RECORDS |

#[cfg(test)]
mod tests {
    use std::io::Cursor;
    use std::sync::Arc;

    use proptest::prelude::*;

    use super::*;

    /// Deterministic pseudo-random bytes (xorshift) for large inputs.
    fn test_bytes(n: usize, seed: u64) -> Vec<u8> {
        let mut x = seed | 1;
        (0..n)
            .map(|_| {
                x ^= x << 13;
                x ^= x >> 7;
                x ^= x << 17;
                (x >> 24) as u8
            })
            .collect()
    }

    fn write_all(data: &[u8], block_size: usize, level: CompressionLevel) -> Vec<u8> {
        let mut w = Writer::new(Vec::new(), level);
        w.set_block_size(block_size).unwrap();
        w.write(data, true).unwrap();
        w.finish().unwrap()
    }

    fn read_all(file: &[u8]) -> Vec<u8> {
        let mut r = Reader::new(Cursor::new(file.to_vec()));
        let mut out = Vec::new();
        let mut buf = [0u8; 4096];
        loop {
            let n = r.read(&mut buf).unwrap();
            if n == 0 {
                break;
            }
            out.extend_from_slice(&buf[..n]);
        }
        out
    }

    #[test]
    fn tiny_cycle() {
        let file = write_all(b"hello world", 4, 5);
        assert_eq!(read_all(&file), b"hello world");

        let mut src = Cursor::new(file);
        let (st, _) = SeekTable::from_seekable(&mut src).unwrap();
        // Header frame plus three data frames of 4, 4 and 3 bytes, each
        // with its size preface
        assert_eq!(st.num_entries(), 7);
        assert_eq!(st.size_decomp(), 11);

        let mut r = Reader::new(src);
        assert_eq!(r.check_eof().unwrap(), EofStatus::Present);
    }

    #[test]
    fn seek_into_patterned_data() {
        let data: Vec<u8> = (0..1_000_000).map(|i| (i % 256) as u8).collect();
        let file = write_all(&data, 65_536, 5);

        let mut r = Reader::new(Cursor::new(file));
        r.seek(500_000).unwrap();
        let mut buf = [0u8; 5];
        assert_eq!(r.read(&mut buf).unwrap(), 5);
        assert_eq!(buf, [0x20, 0x21, 0x22, 0x23, 0x24]);

        // Sequential reading continues from there
        let mut buf = [0u8; 3];
        r.read(&mut buf).unwrap();
        assert_eq!(buf, [0x25, 0x26, 0x27]);
    }

    #[test]
    fn random_access_consistency() {
        let data = test_bytes(10_000, 42);
        let file = write_all(&data, 512, 3);
        let mut r = Reader::new(Cursor::new(file));

        for upos in [0u64, 1, 511, 512, 513, 5000, 9998, 9999] {
            r.seek(upos).unwrap();
            let mut buf = [0u8; 32];
            let n = r.read(&mut buf).unwrap();
            let expect = &data[upos as usize..(upos as usize + 32).min(data.len())];
            assert_eq!(&buf[..n], expect, "upos {upos}");
        }
    }

    #[test]
    fn seek_past_eof_fails_without_moving() {
        let data = test_bytes(1000, 7);
        let file = write_all(&data, 100, 1);
        let mut r = Reader::new(Cursor::new(file));

        let mut buf = [0u8; 10];
        r.read(&mut buf).unwrap();
        assert!(r.seek(1000).unwrap_err().is_out_of_range());
        assert!(r.seek(u64::MAX).unwrap_err().is_out_of_range());

        // The read position did not advance
        r.read(&mut buf).unwrap();
        assert_eq!(buf, data[10..20]);
    }

    #[test]
    fn eof_is_idempotent() {
        let file = write_all(b"tail", 16, 1);
        let mut r = Reader::new(Cursor::new(file));
        let mut buf = [0u8; 16];
        assert_eq!(r.read(&mut buf).unwrap(), 4);
        assert_eq!(r.read(&mut buf).unwrap(), 0);
        assert_eq!(r.read(&mut buf).unwrap(), 0);
        assert_eq!(r.peek().unwrap(), None);
        assert_eq!(r.check_eof().unwrap(), EofStatus::Present);
    }

    #[test]
    fn index_soundness() {
        let data = test_bytes(50_000, 3);
        let file = write_all(&data, 4096, 5);

        let mut src = Cursor::new(file.clone());
        let (st, index_sz) = SeekTable::from_seekable(&mut src).unwrap();
        assert_eq!(st.size_comp() + index_sz, file.len() as u64);
        assert_eq!(st.size_decomp(), data.len() as u64);
    }

    #[test]
    fn stock_zstd_decoder_reads_the_file() {
        let data = test_bytes(30_000, 11);
        let file = write_all(&data, 4000, 9);
        let out = zstd::stream::decode_all(Cursor::new(file)).unwrap();
        assert_eq!(out, data);
    }

    #[test]
    fn unknown_skippable_frames_do_not_change_output() {
        let data = test_bytes(5000, 9);
        let file = write_all(&data, 1000, 2);

        // Splice a reserved skippable frame in front of the second size
        // preface
        let mut src = Cursor::new(file.clone());
        let (st, _) = SeekTable::from_seekable(&mut src).unwrap();
        let cut = st.query(1000).unwrap().cpos as usize;

        let mut spliced = file[..cut].to_vec();
        spliced.extend_from_slice(&0x184D_2A57u32.to_le_bytes());
        spliced.extend_from_slice(&7u32.to_le_bytes());
        spliced.extend_from_slice(b"ignored");
        spliced.extend_from_slice(&file[cut..]);

        assert_eq!(read_all(&spliced), data);
    }

    #[test]
    fn pzstd_only_stream_reads_but_cannot_seek() {
        // Size-prefaced frames with no trailing seekable index
        let data = test_bytes(9000, 21);
        let mut file = Vec::new();
        let mut comp = buffer::Buffer::new();
        for chunk in data.chunks(3000) {
            codec::compress_block(chunk, &mut comp, 4).unwrap();
            frame::write_size_preface(&mut file, comp.sz() as u32).unwrap();
            file.extend_from_slice(comp.filled());
        }

        assert_eq!(read_all(&file), data);

        let mut r = Reader::new(Cursor::new(file.clone()));
        assert!(r.seek(100).unwrap_err().is_index_missing());

        let mut r = Reader::new(Cursor::new(file));
        assert_eq!(r.check_eof().unwrap(), EofStatus::Absent);
    }

    #[test]
    fn bare_zstd_stream_downgrades_to_streaming() {
        let data = test_bytes(20_000, 5);
        let file = zstd::stream::encode_all(Cursor::new(&data[..]), 3).unwrap();
        assert_eq!(read_all(&file), data);
    }

    #[test]
    fn getline_and_peek() {
        let file = write_all(b"alpha\nbeta\r\ngamma", 64, 1);
        let mut r = Reader::new(Cursor::new(file));

        assert_eq!(r.peek().unwrap(), Some(b'a'));

        let mut line = Vec::new();
        assert_eq!(r.getline(b'\n', &mut line).unwrap(), Some(5));
        assert_eq!(line, b"alpha");
        assert_eq!(r.getline(b'\n', &mut line).unwrap(), Some(4));
        assert_eq!(line, b"beta"); // trailing \r stripped
        assert_eq!(r.getline(b'\n', &mut line).unwrap(), Some(5));
        assert_eq!(line, b"gamma");
        assert_eq!(r.getline(b'\n', &mut line).unwrap(), None);
    }

    #[test]
    fn zero_copy_reads_cover_the_stream() {
        let data = test_bytes(3000, 13);
        let file = write_all(&data, 500, 1);
        let mut r = Reader::new(Cursor::new(file));

        let mut out = Vec::new();
        loop {
            let chunk = r.read_zero_copy(700).unwrap();
            if chunk.is_empty() {
                break;
            }
            // Never longer than requested, never empty before EOF
            assert!(chunk.len() <= 700);
            out.extend_from_slice(chunk);
        }
        assert_eq!(out, data);
    }

    #[test]
    fn mt_write_then_read_matches() {
        let data = test_bytes(10 << 20, 77);
        let pool = Arc::new(ThreadPool::new(8));

        let mut w = Writer::new(Vec::new(), 1);
        w.set_block_size(256_000).unwrap();
        w.thread_pool(&pool, 0).unwrap();
        for chunk in data.chunks(4096) {
            w.write(chunk, true).unwrap();
        }
        let file = w.finish().unwrap();

        // Single-threaded decode sees the same bytes
        assert_eq!(read_all(&file), data);

        // As does the multi-threaded pipeline, from the same shared pool
        let mut r = Reader::new(Cursor::new(file));
        r.thread_pool(&pool, 0).unwrap();
        let mut out = Vec::new();
        let mut buf = [0u8; 8192];
        loop {
            let n = r.read(&mut buf).unwrap();
            if n == 0 {
                break;
            }
            out.extend_from_slice(&buf[..n]);
        }
        assert_eq!(out, data);
        assert_eq!(r.read(&mut buf).unwrap(), 0);
        r.finish().unwrap();
    }

    #[test]
    fn mt_read_with_seek() {
        let data = test_bytes(10 << 20, 123);
        let pool = Arc::new(ThreadPool::new(8));

        let mut w = Writer::new(Vec::new(), 1);
        w.thread_pool(&pool, 0).unwrap();
        for chunk in data.chunks(4096) {
            w.write(chunk, true).unwrap();
        }
        let file = w.finish().unwrap();

        let pool = Arc::new(ThreadPool::new(4));
        let mut r = Reader::new(Cursor::new(file));
        r.thread_pool(&pool, 0).unwrap();

        r.seek(9_999_999).unwrap();
        let mut buf = [0u8; 1];
        assert_eq!(r.read(&mut buf).unwrap(), 1);
        assert_eq!(buf[0], data[9_999_999]);

        // Seek backwards and keep reading
        r.seek(1_000_000).unwrap();
        let mut buf = [0u8; 16];
        r.read(&mut buf).unwrap();
        assert_eq!(&buf[..], &data[1_000_000..1_000_016]);

        assert_eq!(r.check_eof().unwrap(), EofStatus::Present);
        assert!(r.seek(data.len() as u64).unwrap_err().is_out_of_range());
        r.finish().unwrap();
    }

    #[test]
    fn genomic_query_cycle() {
        let mut w = Writer::new(Vec::new(), 5);
        w.set_block_size(1 << 20).unwrap();
        w.write(b"records for tid 0, first frame", true).unwrap();
        w.idx_add(0, 100, 200).unwrap();
        w.flush().unwrap();
        w.write(b"records for tid 0, second frame", true).unwrap();
        w.idx_add(0, 300, 400).unwrap();
        w.flush().unwrap();
        w.write(b"records for tid 1", true).unwrap();
        w.idx_add(1, 50, 60).unwrap();
        let file = w.finish().unwrap();

        let mut r = Reader::new(Cursor::new(file));
        assert_eq!(r.query(0, 150, 150).unwrap(), 0);
        assert_eq!(r.query(0, 500, 600).unwrap(), 30 + 31);
        assert_eq!(r.query(2, 0, 0).unwrap(), QUERY_EOF);

        // The resolved offset seeks to the frame holding the range
        let upos = r.query(0, 350, 350).unwrap();
        r.seek(upos).unwrap();
        let mut buf = [0u8; 7];
        r.read(&mut buf).unwrap();
        assert_eq!(&buf, b"records");
    }

    #[test]
    fn genomic_index_monotonic_per_tid() {
        let mut w = Writer::new(Vec::new(), 1);
        w.set_block_size(8).unwrap();
        for i in 0..20i64 {
            let rec = [b'r'; 8];
            w.flush_try(rec.len()).unwrap();
            w.write(&rec, false).unwrap();
            w.idx_add((i % 2) as i32, i * 10, i * 10 + 5).unwrap();
        }
        let file = w.finish().unwrap();

        let mut src = Cursor::new(file);
        let (_, index_sz) = SeekTable::from_seekable(&mut src).unwrap();
        let gi = GenomicIndex::from_seekable(&mut src, index_sz)
            .unwrap()
            .expect("genomic index present");

        // Query offsets never move backwards within one tid
        let mut prev = [None::<u64>; 2];
        for i in 0..20i64 {
            let off = gi.query((i % 2) as i32, i * 10, i * 10).unwrap();
            if let Some(p) = prev[(i % 2) as usize] {
                assert!(off >= p);
            }
            prev[(i % 2) as usize] = Some(off);
        }
    }

    #[test]
    fn handle_cycle_on_disk() {
        let dir = tempfile::tempdir().unwrap();
        let path = dir.path().join("data.bgz2");

        let mut out = Bgzf2::open(&path, "w7").unwrap();
        out.set_block_size(1024).unwrap();
        let data = test_bytes(100_000, 31);
        out.write(&data, true).unwrap();
        out.close().unwrap();

        let mut src = Bgzf2::open(&path, "r").unwrap();
        assert_eq!(src.check_eof().unwrap(), EofStatus::Present);
        src.seek(50_000).unwrap();
        let mut buf = [0u8; 100];
        assert_eq!(src.read(&mut buf).unwrap(), 100);
        assert_eq!(&buf[..], &data[50_000..50_100]);
        src.close().unwrap();
    }

    proptest! {
        #[test]
        fn cycle(data in proptest::collection::vec(any::<u8>(), 0..2048),
                 block_size in 1usize..512,
                 level in 1..10i32) {
            let file = write_all(&data, block_size, level);
            prop_assert_eq!(read_all(&file), data);
        }

        #[test]
        fn cycle_stock_decoder(data in proptest::collection::vec(any::<u8>(), 1..1024),
                               block_size in 1usize..256) {
            let file = write_all(&data, block_size, 3);
            let out = zstd::stream::decode_all(Cursor::new(file)).unwrap();
            prop_assert_eq!(out, data);
        }

        #[test]
        fn seek_matches_slice(seed in 1u64..1024, upos in 0u64..4096) {
            let data = test_bytes(4096, seed);
            let file = write_all(&data, 257, 1);
            let mut r = Reader::new(Cursor::new(file));
            r.seek(upos).unwrap();
            let mut buf = [0u8; 64];
            let n = r.read(&mut buf).unwrap();
            let expect = &data[upos as usize..(upos as usize + 64).min(data.len())];
            prop_assert_eq!(&buf[..n], expect);
        }
    }
}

WHAT TO DO |
Scan the data above for the word "None" and report every line where it is found.

OUTPUT FOR THIS TASK |
        assert_eq!(r.peek().unwrap(), None);
        assert_eq!(r.getline(b'\n', &mut line).unwrap(), None);
        let mut prev = [None::<u64>; 2];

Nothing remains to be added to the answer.